Golpes digitais e a proteção do consumidor
O papel do direito na era dos pix e bancos digitais
Palavras-chave:
Conscientização, Proteção de dados, TecnologiaResumo
O presente trabalho se propõe investigar os novos desafios da proteção consumerista exposta a massiva quantidade de golpes digitais na era das transações instantâneas via pix e da grande quantidade de bancos digitais. O objetivo geral é analisar como a adequação do marco legal consumerista brasileiro com a finalidade de enfrentar os golpes digitais na época dos serviços bancários digitais e das operações imediatas.
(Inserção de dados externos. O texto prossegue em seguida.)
mod cli;
mod config;

use clap::Parser;
use cli::{Cli, LogFormat};
use sweeper_retention::{Cleaner, SweepSummary};
use tracing_subscriber::{layer::SubscriberExt, util::SubscriberInitExt};

fn main() -> anyhow::Result<()> {
    let _ = dotenvy::dotenv();

    let cli = Cli::parse();
    init_tracing(cli.log_format);

    let file_config = config::load_file_config(cli.config.as_deref())?;
    let settings = config::resolve(&cli, &file_config)?;

    let mut summary = SweepSummary::default();

    for target in &settings.targets {
        let cleaner = Cleaner::new(target.policy, target.dry_run)
            .with_default_patterns(settings.default_patterns.clone());

        match cleaner.cleanup(&target.directory) {
            Ok(report) => {
                for failure in &report.failures {
                    tracing::error!(
                        "Could not remove {}: {}",
                        failure.entry.path.display(),
                        failure.error
                    );
                }
                summary.record(&report);
            }
            Err(e) => {
                tracing::error!("Cleanup of {} failed: {}", target.directory.display(), e);
                summary.record_error();
            }
        }
    }

    tracing::info!(
        "Sweep complete: {} director(ies), {} entries removed, {} removal failure(s), {} misconfigured",
        summary.directories,
        summary.removed,
        summary.removal_failures,
        summary.failed_directories
    );

    if !summary.is_success() {
        anyhow::bail!(
            "sweep finished with {} misconfigured director(ies) and {} removal failure(s)",
            summary.failed_directories,
            summary.removal_failures
        );
    }

    Ok(())
}

fn init_tracing(format: LogFormat) {
    let registry = tracing_subscriber::registry().with(
        tracing_subscriber::EnvFilter::try_from_default_env().unwrap_or_else(|_| "info".into()),
    );

    match format {
        LogFormat::Json => registry
            .with(tracing_subscriber::fmt::layer().json())
            .init(),
        LogFormat::Text => registry.with(tracing_subscriber::fmt::layer()).init(),
    }
}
Além desse objetivo, outros propósitos dessa pesquisa é compreender os mecanismos de proteção existentes no Código de Defesa do Consumidor e legislação especial, examinar a responsabilidade civil das instituições financeiras por falta de segurança, e identificar as principais modalidades de golpes associados ao pix e a bancos digitais. Emprega-se como metodologia a pesquisa bibliográfica e o exame da legislação pertinente, além do método dedutivo, ou seja a análise de uma premissa geral e chegada a uma conclusão particular. Como problema de pesquisa discute-se, como o ordenamento jurídico brasileiro tem respondido aos novos modos operacionais dos golpes digitais, especialmente após a popularização do pix e dos bancos 100% digitais? De forma resumida é respondida através de mecanismo de regulamentação do banco central, meios de devoluções, a LGPD (Lei Geral de Proteção de Dados), que responsabiliza bancos por vazamentos, e o CDC, que exige ressarcimento por falhas de segurança, Além de projetos de lei como o PL 133/2022 que visa maior proteção ao consumidor. Nesse cenário, devido as recentes inovações econômicas no Brasil e a criminalidade que as acompanham, justifica-se a presente pesquisa. Destaca-se assim, a necessidade de debates e ações contínuas para assegurar uma maior eficácia na legislação e prevenção acerca dos imbróglios que ocorrem na atualidade brasileira.Portanto, urge a integração entre poderes reguladores e instituições financeiras para garantir proteção digital efetiva. Sugere-se criar um marco legal específico para transações digitais e reforçar sistemas de autenticação.